Until the 1960s, Hodgkin’s lymphoma was essentially untreatable and invariably fatal. A combination of radiotherapy and chemotherapy improved the prognosis dramatically to the point of cure, though the treatment was very unpleasant and it gradually emerged that those who survived their Hodgkin’s were more than usually susceptible to developing a second cancer.

By the time a cure became available, medicine had entered the era when anecdotal evidence, until then the mainstay of the science, was no longer deemed sufficient, and it was necessary to prove the effects of treatment, good and bad, more rigorously. This is difficult to do where, as in the case of Hodgkin’s lymphoma, it is a) necessary to follow up patients for a long time, and b) the treatment of the disease changes all the time.

A paper by Dutch researchers in a recent edition of the New England Journal of Medicine tries to answer the question of whether changes in the way in which Hodgkin’s lymphoma is treated – reductions in the dose of radiotherapy and the employment of less toxic anti-cancer drugs – has resulted in a lower incidence of subsequent second cancers. As an accompanying editorial in the journal puts it, “Long-term survival after a diagnosis of Hodgkin’s lymphoma depends on two interrelated factors — successful elimination of disease and the avoidance of treatment-related second cancers.” The trick is to eliminate the disease without increasing the chances of a second cancer, and it was assumed that newer treatments did this better than old.

The researchers followed up 3905 patients treated in Holland for the disease between 1965 and 2000. They estimated the rates of secondary cancer after the patients had been cured, that is to say once they had remained free of Hodgkin’s lymphoma for five years after treatment. It was expected that, with newer and ‘gentler’ forms of treatment, the incidence of such cancers had fallen.

This, however, was not the case, at least for what are known as solid cancers (the incidence of blood cancers had indeed fallen, but they accounted only for a small proportion of the total). Overall, the patients had a risk of developing secondary cancer four times greater than if they had not had Hodgkin’s lymphoma treated by radio- and chemotherapy, but the rate had not fallen.

However, the difficulty of hitting a moving target was illustrated by the example of cancer of the breast, which accounted for 40 per cent of the secondary cancers in women. The incidence had remained the same over the years, but such cancer was detected earlier in cases treated more recently. This was because, more recently, women underwent screening more frequently, and therefore detection rates may have risen. In other word, the meaning of the finding that rates of breast cancer had remained the same was uncertain.

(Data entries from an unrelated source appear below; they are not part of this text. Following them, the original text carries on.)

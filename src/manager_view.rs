//! The manager window: a checkbox per script plus two command buttons

use std::path::{Path, PathBuf};

use gpui::{
    div, prelude::*, px, rgb, uniform_list, AnyElement, App, ClickEvent, Context, FocusHandle,
    Focusable, PathPromptOptions, PromptLevel, Render, UniformListScrollHandle, Window,
};
use tracing::{error, info, warn};

use crate::components::{Button, ButtonColors, ButtonVariant};
use crate::config::{self, Config};
use crate::editor_launcher::{self, EditorSource, ResolvedEditor};
use crate::error::{ErrorSeverity, ManagerError, Result, ResultExt};
use crate::list_item::{ListItemColors, ScriptListItem};
use crate::scripts::{self, EntryKind, ScriptEntry, ToggleRequest};

pub const WINDOW_TITLE: &str = "Nautilus Scripts Manager";

/// What caused a re-read; decides whether a failure gets a dialog
#[derive(Debug, Clone, Copy, PartialEq, Eq)]
pub enum RefreshTrigger {
    /// The Refresh button
    User,
    /// The directory watcher, or the follow-up read after a toggle
    Watcher,
}

impl RefreshTrigger {
    /// Watcher refreshes only report the first failure after a good read so
    /// a broken directory does not stack dialogs on every event
    pub fn reports_error(self, was_failing: bool) -> bool {
        match self {
            RefreshTrigger::User => true,
            RefreshTrigger::Watcher => !was_failing,
        }
    }
}

/// The entries currently shown, or the reason none can be shown
#[derive(Debug, Default)]
struct ScriptsListing {
    entries: Vec<ScriptEntry>,
    load_error: Option<String>,
}

impl ScriptsListing {
    fn is_failing(&self) -> bool {
        self.load_error.is_some()
    }

    fn reload(&mut self, scripts_dir: &Path) -> Result<()> {
        match scripts::read_scripts(scripts_dir) {
            Ok(entries) => {
                self.entries = entries;
                self.load_error = None;
                Ok(())
            }
            Err(e) => {
                self.entries.clear();
                self.load_error = Some(e.user_message());
                Err(e)
            }
        }
    }
}

/// Window state. Entries are re-read from disk on every refresh.
pub struct ScriptsManagerView {
    scripts_dir: PathBuf,
    config: Config,
    listing: ScriptsListing,
    /// Failure from the first read, shown once the window exists
    startup_error: Option<ManagerError>,
    /// Set while the editor file picker is open
    picking_editor: bool,
    focus_handle: FocusHandle,
    list_scroll_handle: UniformListScrollHandle,
}

impl ScriptsManagerView {
    pub fn new(scripts_dir: PathBuf, config: Config, cx: &mut Context<Self>) -> Self {
        let mut listing = ScriptsListing::default();
        let startup_error = listing.reload(&scripts_dir).err();
        if let Some(e) = &startup_error {
            error!(error = %e, "Failed to list scripts directory at startup");
        }

        Self {
            scripts_dir,
            config,
            listing,
            startup_error,
            picking_editor: false,
            focus_handle: cx.focus_handle(),
            list_scroll_handle: UniformListScrollHandle::new(),
        }
    }

    /// Show the dialog for a failed first read, if any
    pub fn report_startup_error(&mut self, window: &mut Window, cx: &mut Context<Self>) {
        if let Some(e) = self.startup_error.take() {
            self.show_error(&e, window, cx);
        }
    }

    /// Re-read the whole directory and re-render
    pub fn refresh_scripts(
        &mut self,
        trigger: RefreshTrigger,
        window: &mut Window,
        cx: &mut Context<Self>,
    ) {
        let was_failing = self.listing.is_failing();
        if let Err(e) = self.listing.reload(&self.scripts_dir) {
            error!(error = %e, trigger = ?trigger, "Failed to list scripts directory");
            if trigger.reports_error(was_failing) {
                self.show_error(&e, window, cx);
            }
        }
        cx.notify();
    }

    fn toggle_entry(&mut self, request: &ToggleRequest, window: &mut Window, cx: &mut Context<Self>) {
        if let Err(e) = request.apply() {
            self.show_error(&e, window, cx);
        }

        // The watcher will refresh too; doing it now keeps the checkbox honest
        // when the chmod failed
        self.refresh_scripts(RefreshTrigger::Watcher, window, cx);
    }

    fn open_editor(&mut self, window: &mut Window, cx: &mut Context<Self>) {
        if self.picking_editor {
            return;
        }

        let saved = config::load_editor_path();
        let candidates = self.config.get_editor_candidates();

        match editor_launcher::resolve_editor(saved.as_deref(), &candidates) {
            Some(editor) => self.launch(&editor, window, cx),
            None => self.pick_editor(window, cx),
        }
    }

    /// Ask the user for an editor executable via the platform file picker
    fn pick_editor(&mut self, window: &mut Window, cx: &mut Context<Self>) {
        info!("No editor resolved, asking user to pick one");
        self.picking_editor = true;

        let paths = cx.prompt_for_paths(PathPromptOptions {
            files: true,
            directories: false,
            multiple: false,
            prompt: Some("Use as Editor".into()),
        });

        cx.spawn_in(window, async move |this, cx| {
            let picked = match paths.await {
                Ok(Ok(Some(paths))) => paths.into_iter().next(),
                Ok(Ok(None)) => None,
                Ok(Err(e)) => {
                    warn!(error = %e, "Editor picker failed");
                    None
                }
                Err(_) => None,
            };

            this.update_in(cx, |view, window, cx| {
                view.picking_editor = false;
                view.finish_pick(picked, window, cx);
            })
            .log_err();
        })
        .detach();
    }

    fn finish_pick(&mut self, picked: Option<PathBuf>, window: &mut Window, cx: &mut Context<Self>) {
        let Some(path) = picked else {
            self.show_error(&ManagerError::EditorNotFound, window, cx);
            return;
        };

        if !editor_launcher::is_executable_file(&path) {
            self.show_error(&ManagerError::EditorNotExecutable { editor: path }, window, cx);
            return;
        }

        config::save_editor_path(&path).warn_on_err();

        let editor = ResolvedEditor {
            path,
            source: EditorSource::Picked,
        };
        self.launch(&editor, window, cx);
    }

    fn launch(&mut self, editor: &ResolvedEditor, window: &mut Window, cx: &mut Context<Self>) {
        info!(
            editor = %editor.path.display(),
            source = ?editor.source,
            dir = %self.scripts_dir.display(),
            "Opening scripts directory in editor"
        );
        if let Err(e) = editor_launcher::launch_editor(&editor.path, &self.scripts_dir) {
            self.show_error(&e, window, cx);
        }
    }

    /// Blocking error dialog; no retries
    fn show_error(&self, err: &ManagerError, window: &mut Window, cx: &mut Context<Self>) {
        error!(error = %err, severity = ?err.severity(), "Showing error dialog");

        let level = match err.severity() {
            ErrorSeverity::Warning => PromptLevel::Warning,
            ErrorSeverity::Error | ErrorSeverity::Critical => PromptLevel::Critical,
        };
        let detail = err.user_message();
        let answer = window.prompt(level, "Error", Some(detail.as_str()), &["OK"], cx);

        cx.spawn(async move |_this, _cx| {
            answer.await.ok();
        })
        .detach();
    }

    fn render_list(&self, colors: ListItemColors, cx: &mut Context<Self>) -> AnyElement {
        if let Some(message) = &self.listing.load_error {
            return div()
                .size_full()
                .flex()
                .items_center()
                .justify_center()
                .text_sm()
                .text_color(rgb(colors.text_muted))
                .child(message.clone())
                .into_any_element();
        }

        if self.listing.entries.is_empty() {
            return div()
                .size_full()
                .flex()
                .items_center()
                .justify_center()
                .text_sm()
                .text_color(rgb(colors.text_muted))
                .child("No scripts yet. Use the editor button to create one.")
                .into_any_element();
        }

        let entity = cx.entity();
        let entries = self.listing.entries.clone();

        uniform_list("scripts-list", entries.len(), move |visible_range, _window, _cx| {
            visible_range
                .filter_map(|ix| {
                    let entry = entries.get(ix)?;
                    let entity = entity.clone();

                    let mut item = ScriptListItem::new(ix, entry.name.clone(), colors)
                        .checked(entry.is_executable)
                        .enabled(entry.is_toggleable());
                    if let Some(request) = entry.toggle_request() {
                        item = item.on_toggle(Box::new(move |_event, window, cx| {
                            entity.update(cx, |view, cx| view.toggle_entry(&request, window, cx));
                        }));
                    }
                    if entry.kind == EntryKind::Directory {
                        item = item.tag("folder");
                    }
                    Some(item)
                })
                .collect::<Vec<_>>()
        })
        .size_full()
        .track_scroll(self.list_scroll_handle.clone())
        .into_any_element()
    }
}

impl Focusable for ScriptsManagerView {
    fn focus_handle(&self, _cx: &App) -> FocusHandle {
        self.focus_handle.clone()
    }
}

impl Render for ScriptsManagerView {
    fn render(&mut self, _window: &mut Window, cx: &mut Context<Self>) -> impl IntoElement {
        let colors = ListItemColors::default();
        let button_colors = ButtonColors::default();
        let entries = &self.listing.entries;
        let executable_count = entries.iter().filter(|e| e.is_executable).count();
        let entry_count = entries.len();

        let open_editor = cx.listener(|this, _event: &ClickEvent, window, cx| {
            this.open_editor(window, cx);
        });
        let refresh = cx.listener(|this, _event: &ClickEvent, window, cx| {
            info!("Manual refresh requested");
            this.refresh_scripts(RefreshTrigger::User, window, cx);
        });

        div()
            .track_focus(&self.focus_handle)
            .flex()
            .flex_col()
            .size_full()
            .p(px(12.))
            .gap(px(8.))
            .bg(rgb(colors.background))
            .text_color(rgb(colors.text_primary))
            .child(
                div()
                    .flex()
                    .flex_col()
                    .gap(px(2.))
                    .child(div().text_sm().child("Scripts in Nautilus Scripts Folder:"))
                    .child(
                        div()
                            .text_xs()
                            .text_color(rgb(colors.text_muted))
                            .child(format!(
                                "{}  ·  {} of {} enabled",
                                self.scripts_dir.display(),
                                executable_count,
                                entry_count
                            )),
                    ),
            )
            .child(
                div()
                    .flex_1()
                    .min_h(px(0.))
                    .overflow_hidden()
                    .border_1()
                    .border_color(rgb(colors.border))
                    .rounded(px(6.))
                    .child(self.render_list(colors, cx)),
            )
            .child(
                div()
                    .flex()
                    .flex_row()
                    .gap(px(8.))
                    .child(
                        Button::new("open-editor", "Create / Edit Scripts in Editor", button_colors)
                            .variant(ButtonVariant::Primary)
                            .disabled(self.picking_editor)
                            .on_click(Box::new(open_editor)),
                    )
                    .child(
                        Button::new("refresh", "Refresh List", button_colors)
                            .variant(ButtonVariant::Secondary)
                            .on_click(Box::new(refresh)),
                    ),
            )
    }
}

#[cfg(test)]
mod tests {
    use super::*;
    use std::fs;
    use tempfile::TempDir;

    #[test]
    fn test_user_refresh_always_reports() {
        assert!(RefreshTrigger::User.reports_error(false));
        assert!(RefreshTrigger::User.reports_error(true));
    }

    #[test]
    fn test_watcher_refresh_reports_first_failure_only() {
        assert!(RefreshTrigger::Watcher.reports_error(false));
        assert!(!RefreshTrigger::Watcher.reports_error(true));
    }

    #[test]
    fn test_reload_of_unusable_dir_is_scripts_dir_error() {
        let temp = TempDir::new().unwrap();
        let not_a_dir = temp.path().join("scripts");
        fs::write(&not_a_dir, "").unwrap();

        let mut listing = ScriptsListing::default();
        assert!(!listing.is_failing());

        let err = listing.reload(&not_a_dir).unwrap_err();
        assert!(matches!(err, ManagerError::ScriptsDir { .. }));
        assert_eq!(err.severity(), ErrorSeverity::Critical);
        assert!(listing.is_failing());
        assert!(listing.entries.is_empty());
        assert_eq!(listing.load_error, Some(err.user_message()));
    }

    #[test]
    fn test_reload_recovers_after_failure() {
        let temp = TempDir::new().unwrap();
        let scripts_dir = temp.path().join("scripts");
        fs::write(&scripts_dir, "").unwrap();

        let mut listing = ScriptsListing::default();
        assert!(listing.reload(&scripts_dir).is_err());

        fs::remove_file(&scripts_dir).unwrap();
        fs::create_dir(&scripts_dir).unwrap();
        fs::write(scripts_dir.join("hello"), "#!/bin/sh\n").unwrap();

        listing.reload(&scripts_dir).unwrap();
        assert!(!listing.is_failing());
        assert_eq!(listing.entries.len(), 1);
        assert_eq!(listing.entries[0].name, "hello");
    }
}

Moreover, treatment of Hodgkin’s lymphoma has changed further since 2000, so that it is impossible to apply the paper to current practice. To find the comparative effects of current practice, we shall have to wait another fifteen years.

The paper makes no mention of death rates among the treated patients: whether they have risen, fallen or remained the same. Survival after secondary cancer may have increased, so that overall survival would have increased. What the paper does make clear, however, is that, as in politics, it is sometimes difficult to disentangle the effects of what we are doing.  

First published in PJ Media.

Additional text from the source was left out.